[Saved entries]
---------------

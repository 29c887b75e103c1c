//! Syntax diagnostics from an error-tolerant tree.
//!
//! tree-sitter always yields a tree; broken input shows up as `ERROR` and
//! missing nodes. Each becomes one diagnostic.

use constable_core::{Diagnostic, Severity};
use tree_sitter::Node;

use super::types::SourceBuffer;

const SNIPPET_MAX_CHARS: usize = 20;

/// Walk the tree and report every error and missing node.
///
/// A root that is itself an error node means nothing was recognised and is
/// reported as fatal.
pub fn collect_diagnostics(root: Node<'_>, buffer: &SourceBuffer) -> Vec<Diagnostic> {
    let mut diagnostics = Vec::new();

    if root.is_error() {
        diagnostics.push(Diagnostic::new(
            Severity::Fatal,
            buffer.location(root.byte_range()),
            "unable to parse source",
        ));
        return diagnostics;
    }
    if !root.has_error() {
        return diagnostics;
    }

    visit(root, buffer, &mut diagnostics);

    if diagnostics.is_empty() {
        diagnostics.push(Diagnostic::new(
            Severity::Error,
            buffer.location(root.byte_range()),
            "syntax error",
        ));
    }
    diagnostics
}

fn visit(node: Node<'_>, buffer: &SourceBuffer, out: &mut Vec<Diagnostic>) {
    if node.is_error() {
        out.push(Diagnostic::new(
            Severity::Error,
            buffer.location(node.byte_range()),
            unexpected_message(node, buffer),
        ));
        return;
    }
    if node.is_missing() {
        out.push(Diagnostic::new(
            Severity::Error,
            buffer.location(node.byte_range()),
            format!("missing `{}`", node.kind()),
        ));
        return;
    }
    if !node.has_error() {
        return;
    }

    let mut cursor = node.walk();
    for child in node.children(&mut cursor) {
        visit(child, buffer, out);
    }
}

fn unexpected_message(node: Node<'_>, buffer: &SourceBuffer) -> String {
    let text = buffer.source.get(node.byte_range()).unwrap_or("");
    let first_line = text.lines().next().unwrap_or("").trim();
    if first_line.is_empty() {
        return "syntax error".to_string();
    }
    let snippet: String = first_line.chars().take(SNIPPET_MAX_CHARS).collect();
    format!("unexpected `{}`", snippet)
}
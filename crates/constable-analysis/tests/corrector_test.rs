//! Corrector tests: ordering, first-wins overlap policy, duplicates, invalid
//! ranges, and order independence.

use constable_analysis::{Corrector, DropReason};
use constable_core::Correction;
use proptest::prelude::*;

const TEXT: &str = "abcdef";

fn fix(range: std::ops::Range<usize>, text: &str, cop: &str) -> Correction {
    Correction::new(range, text, cop)
}

// ---- Application ----

#[test]
fn unsorted_corrections_apply_at_original_offsets() {
    let out = Corrector::rewrite(TEXT, vec![fix(4..6, "EF", "B"), fix(0..1, "AAA", "A")]);
    assert_eq!(out, "AAAbcdEF");
}

#[test]
fn growing_and_shrinking_edits_do_not_shift_later_ones() {
    let source = "test = :BadIdea\nother = :AlsoBad\n";
    let first = source.find(":BadIdea").unwrap() + 1;
    let second = source.find(":AlsoBad").unwrap() + 1;
    let out = Corrector::rewrite(
        source,
        vec![
            fix(second..second + 7, "also_bad", "SymbolName"),
            fix(first..first + 7, "bad_idea", "SymbolName"),
        ],
    );
    assert_eq!(out, "test = :bad_idea\nother = :also_bad\n");
}

#[test]
fn multibyte_text_is_copied_intact() {
    let source = "é = :Bad # ü\n";
    let start = source.find(":Bad").unwrap() + 1;
    let out = Corrector::rewrite(source, vec![fix(start..start + 3, "bad", "SymbolName")]);
    assert_eq!(out, "é = :bad # ü\n");
}

// ---- Conflicts ----

#[test]
fn overlap_keeps_the_first_by_position() {
    let report = Corrector::rewrite_with_report(TEXT, vec![fix(2..6, "Y", "B"), fix(0..4, "X", "A")]);
    assert_eq!(report.source, "Xef");
    assert_eq!(report.applied, vec![fix(0..4, "X", "A")]);
    assert_eq!(
        report.dropped,
        vec![(fix(2..6, "Y", "B"), DropReason::Overlap { kept: "A".into() })]
    );
}

#[test]
fn same_start_prefers_the_shorter_range() {
    let out = Corrector::rewrite(TEXT, vec![fix(0..4, "Q", "A"), fix(0..2, "P", "B")]);
    assert_eq!(out, "Pcdef");
}

#[test]
fn overlap_with_equal_ranges_is_decided_by_cop_id() {
    let out = Corrector::rewrite(TEXT, vec![fix(1..3, "zz", "Zeta"), fix(1..3, "aa", "Alpha")]);
    assert_eq!(out, "aaadef");
}

#[test]
fn exact_duplicates_apply_once() {
    let report = Corrector::rewrite_with_report(TEXT, vec![fix(0..1, "z", "A"), fix(0..1, "z", "A")]);
    assert_eq!(report.source, "zbcdef");
    assert_eq!(report.applied.len(), 1);
    assert_eq!(report.dropped[0].1, DropReason::Duplicate);
}

#[test]
fn repeated_insertions_apply_once_when_split_by_another() {
    let report = Corrector::rewrite_with_report(
        "ab",
        vec![
            Correction::insert(1, "X", "A"),
            Correction::insert(1, "Y", "A"),
            Correction::insert(1, "X", "B"),
        ],
    );
    assert_eq!(report.source, "aXYb");
    assert_eq!(report.applied.len(), 2);
    assert_eq!(report.dropped.len(), 1);
    assert_eq!(report.dropped[0].0.cop_id, "B");
    assert_eq!(report.dropped[0].1, DropReason::Duplicate);
}

#[test]
fn insertions_at_range_edges_are_not_overlaps() {
    let out = Corrector::rewrite(
        TEXT,
        vec![
            fix(0..3, "X", "A"),
            Correction::insert(3, "!", "B"),
            Correction::insert(0, "<", "C"),
        ],
    );
    assert_eq!(out, "<X!def");
}

#[test]
fn insertion_inside_a_replaced_range_is_dropped() {
    let report = Corrector::rewrite_with_report(TEXT, vec![fix(0..4, "X", "A"), Correction::insert(2, "!", "B")]);
    assert_eq!(report.source, "Xef");
    assert!(matches!(report.dropped[0].1, DropReason::Overlap { .. }));
}

#[test]
fn insertions_at_one_point_all_apply_in_cop_order() {
    let out = Corrector::rewrite(
        TEXT,
        vec![Correction::insert(3, "2", "B"), Correction::insert(3, "1", "A")],
    );
    assert_eq!(out, "abc12def");
}

#[test]
fn invalid_ranges_are_dropped() {
    #[allow(clippy::reversed_empty_ranges)]
    let inverted = fix(4..2, "X", "A");
    let report = Corrector::rewrite_with_report(
        TEXT,
        vec![inverted, fix(3..99, "Y", "B"), fix(5..6, "F", "C")],
    );
    assert_eq!(report.source, "abcdeF");
    assert_eq!(report.dropped.len(), 2);
    assert!(report.dropped.iter().all(|(_, r)| *r == DropReason::Invalid));
    assert!(report.changed(TEXT));
}

#[test]
fn removal_deletes_the_range() {
    let out = Corrector::rewrite("a = 1   \n", vec![Correction::new(5..8, "", "TrailingWhitespace")]);
    assert_eq!(out, "a = 1\n");
}

// ---- Properties ----

fn corrections() -> impl Strategy<Value = Vec<Correction>> {
    prop::collection::vec(
        (0usize..24, 0usize..5, "[a-z]{0,3}", prop::sample::select(vec!["A", "B", "C"])),
        0..10,
    )
    .prop_map(|raw| {
        raw.into_iter()
            .map(|(start, len, text, cop)| Correction::new(start..start + len, text, cop))
            .collect()
    })
}

proptest! {
    #[test]
    fn output_does_not_depend_on_input_order(
        (original, shuffled) in corrections().prop_flat_map(|v| (Just(v.clone()), Just(v).prop_shuffle()))
    ) {
        let text = "abcdefghijklmnopqrst";
        prop_assert_eq!(
            Corrector::rewrite(text, original),
            Corrector::rewrite(text, shuffled)
        );
    }

    #[test]
    fn applied_corrections_never_overlap(input in corrections()) {
        let text = "abcdefghijklmnopqrst";
        let count = input.len();
        let report = Corrector::rewrite_with_report(text, input);

        prop_assert_eq!(report.applied.len() + report.dropped.len(), count);
        for (i, a) in report.applied.iter().enumerate() {
            prop_assert!(a.range.end <= text.len());
            for b in &report.applied[i + 1..] {
                prop_assert!(!a.overlaps(b), "{:?} overlaps {:?}", a, b);
            }
        }
    }

    #[test]
    fn no_applied_corrections_means_unchanged_text(input in corrections()) {
        let text = "abcdefghijklmnopqrst";
        let report = Corrector::rewrite_with_report(text, input);
        if report.applied.is_empty() {
            prop_assert_eq!(report.source, text);
        }
    }
}
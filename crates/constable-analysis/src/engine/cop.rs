//! The cop contract and the per-file context handed to every callback.
//!
//! Cops are immutable during investigation. Everything a cop accumulates for
//! a file goes into a [`Findings`] value owned by that file's commissioner,
//! so nothing can leak from one file into the next.

use std::ops::Range;

use constable_core::errors::CopError;
use constable_core::{Correction, NodeKind, Offence, Severity};
use tree_sitter::Node;

use crate::parsers::types::SourceBuffer;

/// A pluggable analysis rule.
///
/// The commissioner calls `on_file` once per file, then `on_node` for every
/// node whose kind is listed in `node_kinds`, in tree order.
pub trait Cop: Send + Sync {
    /// Unique identifier, also the config table name.
    fn id(&self) -> &'static str;

    /// Severity of offences added without an explicit one.
    fn severity(&self) -> Severity {
        Severity::Convention
    }

    /// Node kinds this cop wants to visit. Empty means no node callbacks;
    /// use [`NodeKind::ALL`] to visit everything.
    fn node_kinds(&self) -> &[NodeKind] {
        &[]
    }

    /// Source-level check, run once before the traversal.
    fn on_file(&self, _cx: &mut CopContext<'_>) -> Result<(), CopError> {
        Ok(())
    }

    /// Called on entering a node during depth-first traversal.
    fn on_node(
        &self,
        _node: &Node<'_>,
        _kind: NodeKind,
        _cx: &mut CopContext<'_>,
    ) -> Result<(), CopError> {
        Ok(())
    }
}

/// Everything one cop produced for one file.
#[derive(Debug, Clone, Default, PartialEq, Eq)]
pub struct Findings {
    offences: Vec<Offence>,
    corrections: Vec<Correction>,
    ignored: Vec<Range<usize>>,
}

impl Findings {
    pub fn offences(&self) -> &[Offence] {
        &self.offences
    }

    pub fn corrections(&self) -> &[Correction] {
        &self.corrections
    }

    pub fn is_empty(&self) -> bool {
        self.offences.is_empty() && self.corrections.is_empty()
    }

    pub fn into_parts(self) -> (Vec<Offence>, Vec<Correction>) {
        (self.offences, self.corrections)
    }
}

/// Per-callback view of the file plus the cop's own accumulator.
pub struct CopContext<'a> {
    cop_id: &'static str,
    severity: Severity,
    buffer: &'a SourceBuffer,
    findings: &'a mut Findings,
}

impl<'a> CopContext<'a> {
    pub fn new(cop: &dyn Cop, buffer: &'a SourceBuffer, findings: &'a mut Findings) -> Self {
        Self {
            cop_id: cop.id(),
            severity: cop.severity(),
            buffer,
            findings,
        }
    }

    pub fn cop_id(&self) -> &'static str {
        self.cop_id
    }

    pub fn file_name(&self) -> &'a str {
        &self.buffer.name
    }

    pub fn source(&self) -> &'a str {
        &self.buffer.source
    }

    pub fn buffer(&self) -> &'a SourceBuffer {
        self.buffer
    }

    /// Source text of `node`.
    pub fn text(&self, node: &Node<'_>) -> Result<&'a str, CopError> {
        Ok(node.utf8_text(self.buffer.source.as_bytes())?)
    }

    pub fn add_offence(&mut self, node: &Node<'_>, message: impl Into<String>) {
        self.add_offence_at(node.byte_range(), message);
    }

    pub fn add_offence_at(&mut self, range: Range<usize>, message: impl Into<String>) {
        let severity = self.severity;
        self.add_offence_with_severity(range, severity, message);
    }

    pub fn add_offence_with_severity(
        &mut self,
        range: Range<usize>,
        severity: Severity,
        message: impl Into<String>,
    ) {
        let location = self.buffer.location(range);
        self.findings
            .offences
            .push(Offence::new(location, severity, self.cop_id, message));
    }

    /// Propose replacing `range` of the original buffer with `replacement`.
    pub fn add_correction(&mut self, range: Range<usize>, replacement: impl Into<String>) {
        self.findings
            .corrections
            .push(Correction::new(range, replacement, self.cop_id));
    }

    /// Skip `node` in later callbacks of this cop for this file.
    pub fn ignore_node(&mut self, node: &Node<'_>) {
        self.findings.ignored.push(node.byte_range());
    }

    pub fn is_ignored(&self, node: &Node<'_>) -> bool {
        let range = node.byte_range();
        self.findings.ignored.iter().any(|r| *r == range)
    }
}
//! Offences, diagnostics and their deterministic order.

use std::cmp::{Ordering, Reverse};
use std::fmt;
use std::ops::Range;

use serde::{Deserialize, Serialize};

use crate::constants::SYNTAX_COP_ID;

/// Offence severity, least severe first.
#[derive(Debug, Clone, Copy, PartialEq, Eq, Hash, PartialOrd, Ord, Serialize, Deserialize)]
#[serde(rename_all = "lowercase")]
pub enum Severity {
    Refactor,
    Convention,
    Warning,
    Error,
    Fatal,
}

impl Severity {
    pub fn name(&self) -> &'static str {
        match self {
            Self::Refactor => "refactor",
            Self::Convention => "convention",
            Self::Warning => "warning",
            Self::Error => "error",
            Self::Fatal => "fatal",
        }
    }

    /// One-letter code used in compact output.
    pub fn code(&self) -> char {
        match self {
            Self::Refactor => 'R',
            Self::Convention => 'C',
            Self::Warning => 'W',
            Self::Error => 'E',
            Self::Fatal => 'F',
        }
    }

    /// Error and fatal findings mean the tree cannot be trusted.
    pub fn is_syntax_blocking(&self) -> bool {
        *self >= Self::Error
    }
}

impl fmt::Display for Severity {
    fn fmt(&self, f: &mut fmt::Formatter<'_>) -> fmt::Result {
        f.write_str(self.name())
    }
}

impl std::str::FromStr for Severity {
    type Err = String;

    fn from_str(s: &str) -> Result<Self, Self::Err> {
        match s.to_lowercase().as_str() {
            "refactor" | "r" => Ok(Self::Refactor),
            "convention" | "c" => Ok(Self::Convention),
            "warning" | "w" => Ok(Self::Warning),
            "error" | "e" => Ok(Self::Error),
            "fatal" | "f" => Ok(Self::Fatal),
            _ => Err(format!("Unknown severity: {}", s)),
        }
    }
}

/// Source position: 1-based line and character column, plus the byte range.
#[derive(Debug, Clone, PartialEq, Eq, Hash, Serialize, Deserialize)]
pub struct Location {
    pub line: usize,
    pub column: usize,
    pub range: Range<usize>,
}

impl Location {
    pub fn new(line: usize, column: usize, range: Range<usize>) -> Self {
        Self { line, column, range }
    }
}

/// A parser-level finding. Converted into an [`Offence`] right after parsing.
#[derive(Debug, Clone, PartialEq, Eq)]
pub struct Diagnostic {
    pub severity: Severity,
    pub location: Location,
    pub message: String,
}

impl Diagnostic {
    pub fn new(severity: Severity, location: Location, message: impl Into<String>) -> Self {
        Self {
            severity,
            location,
            message: message.into(),
        }
    }
}

/// One reported finding. Immutable once built.
#[derive(Debug, Clone, PartialEq, Eq, Hash, Serialize, Deserialize)]
pub struct Offence {
    location: Location,
    severity: Severity,
    cop_id: String,
    message: String,
}

impl Offence {
    pub fn new(
        location: Location,
        severity: Severity,
        cop_id: impl Into<String>,
        message: impl Into<String>,
    ) -> Self {
        Self {
            location,
            severity,
            cop_id: cop_id.into(),
            message: message.into(),
        }
    }

    pub fn from_diagnostic(diagnostic: Diagnostic) -> Self {
        Self {
            location: diagnostic.location,
            severity: diagnostic.severity,
            cop_id: SYNTAX_COP_ID.to_string(),
            message: diagnostic.message,
        }
    }

    pub fn location(&self) -> &Location {
        &self.location
    }

    pub fn line(&self) -> usize {
        self.location.line
    }

    pub fn column(&self) -> usize {
        self.location.column
    }

    pub fn severity(&self) -> Severity {
        self.severity
    }

    pub fn cop_id(&self) -> &str {
        &self.cop_id
    }

    pub fn message(&self) -> &str {
        &self.message
    }

    fn order_key(&self) -> (usize, usize, Reverse<Severity>, &str, &str, usize, usize) {
        (
            self.location.line,
            self.location.column,
            Reverse(self.severity),
            &self.cop_id,
            &self.message,
            self.location.range.start,
            self.location.range.end,
        )
    }
}

/// Line, column, most severe first, cop id, then message and range.
impl Ord for Offence {
    fn cmp(&self, other: &Self) -> Ordering {
        self.order_key().cmp(&other.order_key())
    }
}

impl PartialOrd for Offence {
    fn partial_cmp(&self, other: &Self) -> Option<Ordering> {
        Some(self.cmp(other))
    }
}

impl fmt::Display for Offence {
    fn fmt(&self, f: &mut fmt::Formatter<'_>) -> fmt::Result {
        write!(
            f,
            "{}:{}: {}: [{}] {}",
            self.location.line,
            self.location.column,
            self.severity.code(),
            self.cop_id,
            self.message
        )
    }
}

#[cfg(test)]
mod tests {
    use super::*;

    #[test]
    fn severity_rank() {
        assert!(Severity::Refactor < Severity::Convention);
        assert!(Severity::Convention < Severity::Warning);
        assert!(Severity::Warning < Severity::Error);
        assert!(Severity::Error < Severity::Fatal);
        assert!(Severity::Error.is_syntax_blocking());
        assert!(!Severity::Warning.is_syntax_blocking());
        assert_eq!("W".parse::<Severity>(), Ok(Severity::Warning));
    }

    #[test]
    fn display_is_compact() {
        let offence = Offence::new(
            Location::new(3, 8, 20..28),
            Severity::Convention,
            "SymbolName",
            "Use snake_case for symbols.",
        );
        assert_eq!(offence.to_string(), "3:8: C: [SymbolName] Use snake_case for symbols.");
    }
}
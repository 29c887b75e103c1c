//! Ruby parser backed by tree-sitter-ruby.

use std::time::Instant;

use constable_core::errors::ParseError;
use tree_sitter::Parser;

use super::error_tolerant::collect_diagnostics;
use super::traits::SourceParser;
use super::types::{ProcessedSource, SourceBuffer};

/// Stateless; a tree-sitter parser is created per call.
#[derive(Debug, Clone, Copy, Default)]
pub struct RubyParser;

impl RubyParser {
    pub fn new() -> Self {
        Self
    }
}

impl SourceParser for RubyParser {
    fn language(&self) -> &str {
        "ruby"
    }

    fn parse_source(&self, name: &str, source: String) -> Result<ProcessedSource, ParseError> {
        let start = Instant::now();

        let mut parser = Parser::new();
        parser
            .set_language(&tree_sitter_ruby::LANGUAGE.into())
            .map_err(|_e| ParseError::GrammarNotFound {
                language: self.language().to_string(),
            })?;

        let tree = parser
            .parse(&source, None)
            .ok_or_else(|| ParseError::TreeSitterError {
                name: name.to_string(),
                message: "tree-sitter returned None".to_string(),
            })?;

        let buffer = SourceBuffer::new(name, source);
        let diagnostics = collect_diagnostics(tree.root_node(), &buffer);

        tracing::debug!(
            file = name,
            diagnostics = diagnostics.len(),
            parse_time_us = start.elapsed().as_micros() as u64,
            "parsed source"
        );

        Ok(ProcessedSource {
            buffer,
            tree,
            diagnostics,
        })
    }
}
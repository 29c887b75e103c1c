//! A proposed text edit against the original buffer.

use std::ops::Range;

use serde::{Deserialize, Serialize};

/// Replace `range` (half-open byte offsets into the original buffer) with
/// `replacement`. An empty range is an insertion.
#[derive(Debug, Clone, PartialEq, Eq, Hash, Serialize, Deserialize)]
pub struct Correction {
    pub range: Range<usize>,
    pub replacement: String,
    pub cop_id: String,
}

impl Correction {
    pub fn new(range: Range<usize>, replacement: impl Into<String>, cop_id: impl Into<String>) -> Self {
        Self {
            range,
            replacement: replacement.into(),
            cop_id: cop_id.into(),
        }
    }

    pub fn insert(at: usize, text: impl Into<String>, cop_id: impl Into<String>) -> Self {
        Self::new(at..at, text, cop_id)
    }

    /// True if both edits touch a common byte. Zero-width insertions only
    /// conflict with a range that strictly contains their position.
    pub fn overlaps(&self, other: &Correction) -> bool {
        let (a, b) = (&self.range, &other.range);
        if a.is_empty() && b.is_empty() {
            return false;
        }
        if a.is_empty() {
            return b.start < a.start && a.start < b.end;
        }
        if b.is_empty() {
            return a.start < b.start && b.start < a.end;
        }
        a.start < b.end && b.start < a.end
    }

    /// Sort key used by the corrector: position first, then a total tiebreak.
    pub fn sort_key(&self) -> (usize, usize, &str, &str) {
        (self.range.start, self.range.end, self.cop_id.as_str(), self.replacement.as_str())
    }
}
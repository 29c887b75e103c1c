pub mod collections;
pub mod correction;
pub mod node_kind;
pub mod offence;
//! Built-in cops.

pub mod method_name;
pub mod naming;
pub mod symbol_name;
pub mod trailing_whitespace;

use crate::engine::registry::CopRegistry;

pub use method_name::MethodName;
pub use symbol_name::SymbolName;
pub use trailing_whitespace::TrailingWhitespace;

/// Registry holding every built-in cop, in execution order.
pub fn default_registry() -> CopRegistry {
    let mut registry = CopRegistry::new();
    registry
        .register(
            SymbolName::ID,
            "Symbols and hash labels use snake_case.",
            SymbolName::build,
        )
        .register(
            MethodName::ID,
            "Method definitions use snake_case.",
            MethodName::build,
        )
        .register(
            TrailingWhitespace::ID,
            "Lines do not end in spaces or tabs.",
            TrailingWhitespace::build,
        );
    registry
}
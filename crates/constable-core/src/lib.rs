//! # constable-core
//!
//! Foundation crate for the Constable lint engine.
//! Defines the offence data model, errors, config, tracing, and constants.
//! The analysis crate depends on this.

pub mod config;
pub mod constants;
pub mod errors;
pub mod tracing;
pub mod types;

// Re-export the most commonly used types at the crate root.
pub use config::{ConstableConfig, CopConfig, CopOptions, RunOptions};
pub use errors::error_code::ConstableErrorCode;
pub use types::collections::FxHashMap;
pub use types::correction::Correction;
pub use types::node_kind::NodeKind;
pub use types::offence::{Diagnostic, Location, Offence, Severity};
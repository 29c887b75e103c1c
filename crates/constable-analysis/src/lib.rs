//! # constable-analysis
//!
//! Lint engine for the Constable analysis tool.
//! Contains the parser seam, the single-pass commissioner, the corrector,
//! the per-run team, and the built-in cops.

pub mod cops;
pub mod engine;
pub mod parsers;

pub use cops::default_registry;
pub use engine::commissioner::{Commissioner, CopFailure};
pub use engine::cop::{Cop, CopContext, Findings};
pub use engine::corrector::{Corrector, DropReason, RewriteReport};
pub use engine::registry::CopRegistry;
pub use engine::team::{InspectedSource, Inspection, Team};
pub use parsers::ruby::RubyParser;
pub use parsers::traits::SourceParser;
pub use parsers::types::{ProcessedSource, SourceBuffer};
//! Closed set of syntax node kinds cops can subscribe to.
//!
//! Grammar node names are mapped onto this enum once per node so dispatch is
//! an exhaustive match instead of a lookup by method name. Anything the
//! engine does not model is `Other`.

use std::fmt;

use serde::{Deserialize, Serialize};

#[derive(Debug, Clone, Copy, PartialEq, Eq, Hash, PartialOrd, Ord, Serialize, Deserialize)]
pub enum NodeKind {
    Program,
    Assignment,
    Call,
    ArgumentList,
    Hash,
    Pair,
    SimpleSymbol,
    DelimitedSymbol,
    HashKeySymbol,
    BareSymbol,
    Identifier,
    Constant,
    Method,
    SingletonMethod,
    Class,
    Module,
    Alias,
    String,
    Comment,
    Error,
    Other,
}

impl NodeKind {
    /// Every kind, for cops that want to see the whole tree.
    pub const ALL: &'static [NodeKind] = &[
        Self::Program,
        Self::Assignment,
        Self::Call,
        Self::ArgumentList,
        Self::Hash,
        Self::Pair,
        Self::SimpleSymbol,
        Self::DelimitedSymbol,
        Self::HashKeySymbol,
        Self::BareSymbol,
        Self::Identifier,
        Self::Constant,
        Self::Method,
        Self::SingletonMethod,
        Self::Class,
        Self::Module,
        Self::Alias,
        Self::String,
        Self::Comment,
        Self::Error,
        Self::Other,
    ];

    /// Map a grammar node name onto the closed set.
    pub fn from_grammar(kind: &str) -> Self {
        match kind {
            "program" => Self::Program,
            "assignment" | "operator_assignment" => Self::Assignment,
            "call" => Self::Call,
            "argument_list" => Self::ArgumentList,
            "hash" => Self::Hash,
            "pair" => Self::Pair,
            "simple_symbol" => Self::SimpleSymbol,
            "delimited_symbol" => Self::DelimitedSymbol,
            "hash_key_symbol" => Self::HashKeySymbol,
            "bare_symbol" => Self::BareSymbol,
            "identifier" => Self::Identifier,
            "constant" => Self::Constant,
            "method" => Self::Method,
            "singleton_method" => Self::SingletonMethod,
            "class" => Self::Class,
            "module" => Self::Module,
            "alias" => Self::Alias,
            "string" => Self::String,
            "comment" => Self::Comment,
            "ERROR" => Self::Error,
            _ => Self::Other,
        }
    }

    pub fn name(&self) -> &'static str {
        match self {
            Self::Program => "program",
            Self::Assignment => "assignment",
            Self::Call => "call",
            Self::ArgumentList => "argument_list",
            Self::Hash => "hash",
            Self::Pair => "pair",
            Self::SimpleSymbol => "simple_symbol",
            Self::DelimitedSymbol => "delimited_symbol",
            Self::HashKeySymbol => "hash_key_symbol",
            Self::BareSymbol => "bare_symbol",
            Self::Identifier => "identifier",
            Self::Constant => "constant",
            Self::Method => "method",
            Self::SingletonMethod => "singleton_method",
            Self::Class => "class",
            Self::Module => "module",
            Self::Alias => "alias",
            Self::String => "string",
            Self::Comment => "comment",
            Self::Error => "error",
            Self::Other => "other",
        }
    }

    pub fn is_symbol(&self) -> bool {
        matches!(
            self,
            Self::SimpleSymbol | Self::DelimitedSymbol | Self::HashKeySymbol | Self::BareSymbol
        )
    }
}

impl fmt::Display for NodeKind {
    fn fmt(&self, f: &mut fmt::Formatter<'_>) -> fmt::Result {
        f.write_str(self.name())
    }
}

---------------

• _Problem_: Find every line of the data that holds the string "config", then say how many there are and nothing else.

• _Response_: 4